Problem details: A line qualifies if it holds the string "await". Copy every qualifying line from the records.

Task input:

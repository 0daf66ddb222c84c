use axum::{Extension, response::Json};
use serde_json::{Map, Value, json};

use crate::{provider::Provider, server::AppState};

pub async fn index() -> &'static str {
    "tunebridge is running. Visit /login to connect Spotify."
}

pub async fn health(Extension(state): Extension<AppState>) -> Json<Value> {
    let mut providers = Map::new();
    for provider in Provider::ALL {
        let status = state.sessions.status(provider).await;
        let obtained_at = state
            .sessions
            .token_obtained_at(provider)
            .await
            .map(|t| t.to_rfc3339());
        providers.insert(
            provider.to_string(),
            json!({ "status": status, "token_obtained_at": obtained_at }),
        );
    }

    Json(json!({
        "status": "ok",
        "version": env!("CARGO_PKG_VERSION"),
        "providers": providers,
    }))
}
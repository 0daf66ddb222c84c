//! Deezer public search API. No authentication is needed.

mod search;

pub use search::search_track;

Output below:
        let status = state.sessions.status(provider).await;
            .await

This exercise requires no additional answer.